On again to Wunsdorf and Hannover. We enjoyed the Sally Ann facilities by the lake in the middle of Hannover, opera at the beautiful Herrenhausen Theatre, short leave passes to Steinhude Meer and boating on the lake., One of my assistants many years later, a German naturalised British, confirmed that she had been a teenager living in the next village when I stayed at the lakeside camp.

 

Finally. for the 9th, to the Harz Mountains and more lovely, deep snow. Not so lovely, though, when we were regularly employed on night shift trying to prevent murderous and pillaging D.P's from descending to the remote villages from their hideouts in the densely wooded hills. I was lucky. L/Corporal John Edwards, the last remaining clerk in the squadron, departed.
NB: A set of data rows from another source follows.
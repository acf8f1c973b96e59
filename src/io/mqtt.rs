//! MQTT client for receiving sensor reports
//!
//! The radio stack publishes one JSON report per message on
//! `{base_topic}/{device}/report`, tagged by `type`:
//!
//! ```json
//! {"type": "zone_status", "zone_status": 1, "time": "2026-10-19T08:00:00Z"}
//! {"type": "check_in"}
//! {"type": "attribute", "battery_voltage": 2.9}
//! {"type": "session_start", "restored_occupancy": true}
//! {"type": "session_end"}
//! {"type": "reconfigure"}
//! ```

use crate::domain::types::{epoch_ms, DeviceId, EventKind, RawZoneStatus, SensorEvent};
use crate::infra::config::Config;
use crate::infra::metrics::Metrics;
use anyhow::Context;
use rumqttc::{AsyncClient, Event, MqttOptions, Packet, QoS};
use serde::Deserialize;
use std::sync::Arc;
use std::time::Duration;
use time::format_description::well_known::Rfc3339;
use time::OffsetDateTime;
use tokio::sync::mpsc::error::TrySendError;
use tokio::sync::{mpsc, watch};
use tokio::time::Instant;
use tracing::{debug, error, info, warn};

#[derive(Debug, Deserialize)]
#[serde(tag = "type", rename_all = "snake_case")]
enum WireReport {
    ZoneStatus {
        zone_status: serde_json::Value,
    },
    CheckIn,
    Attribute {
        #[serde(default)]
        battery_voltage: Option<f64>,
    },
    SessionStart {
        #[serde(default)]
        restored_occupancy: Option<bool>,
    },
    SessionEnd,
    Reconfigure,
}

/// Extract the device name from `{base_topic}/{device}/report`
pub fn device_from_topic<'a>(topic: &'a str, base_topic: &str) -> Option<&'a str> {
    let device = topic.strip_prefix(base_topic)?.strip_prefix('/')?.strip_suffix("/report")?;
    if device.is_empty() || device.contains('/') {
        return None;
    }
    Some(device)
}

/// Parse an RFC 3339 timestamp to epoch milliseconds
fn parse_time_ms(s: &str) -> Option<u64> {
    OffsetDateTime::parse(s, &Rfc3339)
        .ok()
        .map(|dt| (dt.unix_timestamp_nanos() / 1_000_000) as u64)
}

/// Parse one report into a typed event
///
/// Returns None (with a debug log) for anything that is not a usable report.
/// A zone status that is present but not a valid integer still yields an
/// event: deciding it is malformed is the session's job.
pub fn parse_report(
    topic: &str,
    json_str: &str,
    base_topic: &str,
    received_at: Instant,
) -> Option<SensorEvent> {
    let Some(device) = device_from_topic(topic, base_topic) else {
        debug!(topic = %topic, "report_topic_ignored");
        return None;
    };

    let value: serde_json::Value = match serde_json::from_str(json_str) {
        Ok(v) => v,
        Err(e) => {
            debug!(device = %device, error = %e, "report_parse_failed");
            return None;
        }
    };
    let report = match WireReport::deserialize(&value) {
        Ok(r) => r,
        Err(e) => {
            debug!(device = %device, error = %e, "report_unknown_type");
            return None;
        }
    };

    if let Some(sent_ms) = value.get("time").and_then(|t| t.as_str()).and_then(parse_time_ms) {
        debug!(device = %device, age_ms = %epoch_ms().saturating_sub(sent_ms), "report_age");
    }

    let kind = match report {
        WireReport::ZoneStatus { zone_status } => {
            EventKind::ZoneStatus(RawZoneStatus::from_json(&zone_status))
        }
        WireReport::CheckIn => EventKind::CheckIn,
        WireReport::Attribute { battery_voltage: Some(volts) } => EventKind::BatteryVoltage(volts),
        WireReport::Attribute { battery_voltage: None } => {
            debug!(device = %device, "attribute_report_ignored");
            return None;
        }
        WireReport::SessionStart { restored_occupancy } => EventKind::SessionStart { restored_occupancy },
        WireReport::SessionEnd => EventKind::SessionEnd,
        WireReport::Reconfigure => EventKind::Reconfigure,
    };

    Some(SensorEvent::at(DeviceId::new(device), kind, received_at))
}

/// Start the MQTT client and send parsed events to the channel
///
/// Events are sent via try_send to avoid blocking the MQTT eventloop.
/// Dropped events are counted in metrics and logged (rate-limited).
pub async fn start_mqtt_client(
    config: &Config,
    event_tx: mpsc::Sender<SensorEvent>,
    metrics: Arc<Metrics>,
    mut shutdown: watch::Receiver<bool>,
) -> anyhow::Result<()> {
    let client_id = format!("motion-shim-{}", config.site_id());
    let mut mqttoptions = MqttOptions::new(client_id, config.mqtt_host(), config.mqtt_port());
    mqttoptions.set_keep_alive(Duration::from_secs(30));

    // Set credentials if configured
    if let (Some(username), Some(password)) = (config.mqtt_username(), config.mqtt_password()) {
        mqttoptions.set_credentials(username, password);
    }

    let filter = config.mqtt_report_filter();
    let base_topic = config.mqtt_base_topic().to_string();
    let (client, mut eventloop) = AsyncClient::new(mqttoptions, 100);
    client
        .subscribe(filter.as_str(), QoS::AtLeastOnce)
        .await
        .with_context(|| format!("subscribing to {filter}"))?;

    info!(topic = %filter, host = %config.mqtt_host(), port = %config.mqtt_port(), "mqtt_subscribed");

    // Rate-limit drop warnings to 1 per second
    let mut last_drop_warn: Option<std::time::Instant> = None;

    loop {
        tokio::select! {
            _ = shutdown.changed() => {
                if *shutdown.borrow() {
                    info!("mqtt_shutdown");
                    return Ok(());
                }
            }
            result = eventloop.poll() => {
                match result {
                    Ok(Event::Incoming(Packet::Publish(publish))) => {
                        let received_at = Instant::now();
                        let json_str = match std::str::from_utf8(&publish.payload) {
                            Ok(s) => s,
                            Err(e) => {
                                warn!(topic = %publish.topic, error = %e, "invalid_utf8_payload");
                                continue;
                            }
                        };
                        let Some(event) = parse_report(&publish.topic, json_str, &base_topic, received_at) else {
                            continue;
                        };
                        debug!(device = %event.device, kind = %event.kind.as_str(), "report_received");

                        match event_tx.try_send(event) {
                            Ok(()) => {}
                            Err(TrySendError::Full(_)) => {
                                metrics.record_ingress_event_dropped();
                                let due = last_drop_warn
                                    .map_or(true, |t| t.elapsed() > Duration::from_secs(1));
                                if due {
                                    warn!("mqtt_event_dropped: channel full");
                                    last_drop_warn = Some(std::time::Instant::now());
                                }
                            }
                            Err(TrySendError::Closed(_)) => {
                                warn!("event_channel_closed");
                                return Ok(());
                            }
                        }
                    }
                    Ok(Event::Incoming(Packet::ConnAck(_))) => {
                        info!("mqtt_connected");
                        // Clean sessions lose subscriptions on reconnect
                        if let Err(e) = client.try_subscribe(filter.as_str(), QoS::AtLeastOnce) {
                            warn!(error = %e, "mqtt_resubscribe_failed");
                        }
                    }
                    Ok(_) => {}
                    Err(e) => {
                        error!(error = %e, "mqtt_error");
                        tokio::time::sleep(Duration::from_secs(1)).await;
                    }
                }
            }
        }
    }
}

#[cfg(test)]
mod tests {
    use super::*;

    const BASE: &str = "motion-shim";

    fn parse(topic: &str, json: &str) -> Option<SensorEvent> {
        parse_report(topic, json, BASE, Instant::now())
    }

    #[test]
    fn test_device_from_topic() {
        assert_eq!(device_from_topic("motion-shim/hall/report", BASE), Some("hall"));
        assert_eq!(device_from_topic("motion-shim/hall/occupancy", BASE), None);
        assert_eq!(device_from_topic("motion-shim//report", BASE), None);
        assert_eq!(device_from_topic("other/hall/report", BASE), None);
        assert_eq!(device_from_topic("motion-shim/a/b/report", BASE), None);
    }

    #[test]
    fn test_parse_zone_status() {
        let event = parse(
            "motion-shim/hall/report",
            r#"{"type": "zone_status", "zone_status": 1, "time": "2026-10-19T08:00:00.000+00:00"}"#,
        )
        .unwrap();
        assert_eq!(event.device, DeviceId::new("hall"));
        assert_eq!(event.kind, EventKind::ZoneStatus(RawZoneStatus::Integer(1)));
    }

    #[test]
    fn test_parse_non_integer_zone_status_is_kept() {
        let event =
            parse("motion-shim/hall/report", r#"{"type": "zone_status", "zone_status": "0x01"}"#)
                .unwrap();
        assert!(matches!(event.kind, EventKind::ZoneStatus(RawZoneStatus::Unparseable(_))));
    }

    #[test]
    fn test_parse_lifecycle_reports() {
        let start = parse(
            "motion-shim/hall/report",
            r#"{"type": "session_start", "restored_occupancy": true}"#,
        )
        .unwrap();
        assert_eq!(start.kind, EventKind::SessionStart { restored_occupancy: Some(true) });

        let bare = parse("motion-shim/hall/report", r#"{"type": "session_start"}"#).unwrap();
        assert_eq!(bare.kind, EventKind::SessionStart { restored_occupancy: None });

        let end = parse("motion-shim/hall/report", r#"{"type": "session_end"}"#).unwrap();
        assert_eq!(end.kind, EventKind::SessionEnd);

        let reconfigure = parse("motion-shim/hall/report", r#"{"type": "reconfigure"}"#).unwrap();
        assert_eq!(reconfigure.kind, EventKind::Reconfigure);
    }

    #[test]
    fn test_parse_attribute_reports() {
        let battery =
            parse("motion-shim/hall/report", r#"{"type": "attribute", "battery_voltage": 2.9}"#)
                .unwrap();
        assert_eq!(battery.kind, EventKind::BatteryVoltage(2.9));

        assert!(parse("motion-shim/hall/report", r#"{"type": "attribute"}"#).is_none());
    }

    #[test]
    fn test_parse_rejects_garbage() {
        assert!(parse("motion-shim/hall/report", "not json").is_none());
        assert!(parse("motion-shim/hall/report", r#"{"type": "firmware_update"}"#).is_none());
        assert!(parse("motion-shim/hall/report", r#"{"zone_status": 1}"#).is_none());
    }

    #[test]
    fn test_parse_time_ms() {
        assert_eq!(parse_time_ms("1970-01-01T00:00:01Z"), Some(1000));
        assert_eq!(parse_time_ms("yesterday"), None);
    }
}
In response to the despairing appeal for people with administrative experience I got his job, and with it his sumptuous apartments in the schloss, the Duchess owner having already been moved to the gatehouse. It was sheer luxury and I was a free agent as long as I worked all my waking hours seven days a week and kept my new officer i/c happy.

 

Roger had a major problem (no pun intended). It was the time of mass demob, which meant he had loads of testimonials to write about men he mostly didn't know. 1 wrote them ‑ belated apologies to any ex A Squadron chap who didn't much care for what was said. In my defence I quote the National Bard : “ O wad some power the giftie gie us tae see ourselves as ithers see us.”

 

There was little of the regiment left when Roger arranged a plum posting for me for services rendered ‑ as a Lance Sergeant to the 5th Royal Inniskillen Dragoon Guards. With deep regret I declined. They were the wallahs who painted everything in sight, even their beds. I couldn't stomach that much 'bull', not even for three stripes.

 

Apart from occasional visits to and from my co‑driver Reg Furness of Burton-on-Trent

( now Nottingham) and driver Bill Grace in Cornwall I lost track of former 9th personnel. In 1990 1 regained contact and attended the first annual reunion to be held at Charing and Stalisfield.It was great to meet John Edwards again though I couldn't assure him, in

reply to his enquiry, that I was still in touch with the Duchess.

 

I shared a table at 'The Plough' with W.A.Mitchell and his wife Anne. Forty five years had done our memories no good but on production of old photos memories flooded back. Amazingly, Mitch reminded me that he and I and four others left 'A’ together for the 52nd Recce Regiment.

 

Three months later when the 52nd disbanded I joined the Lothian and Border Horse, and three months later on their disbandment I joined the staff of a very large Holding Unit, first at Bielefeld and then Osnabruck, Throughout these shifts I insisted on the right to continue to wear the R.T.R. badges and the Qui s'y Frotte honours.

 

Shortly after demob. I read of the death of Trooper Jock Wallace as the result of a motor bike accident near Aberdeen. I went to the service, was asked who I was, and was immediately given a leading role in honour of the 9th of which his family had heard so much good.

 

A final thought: The war was won by a very large army of nobodies, people like me who didn't individually seem to count for much. To quote Milton : They also serve who only stand and wait. Long live the spirit of the 9th!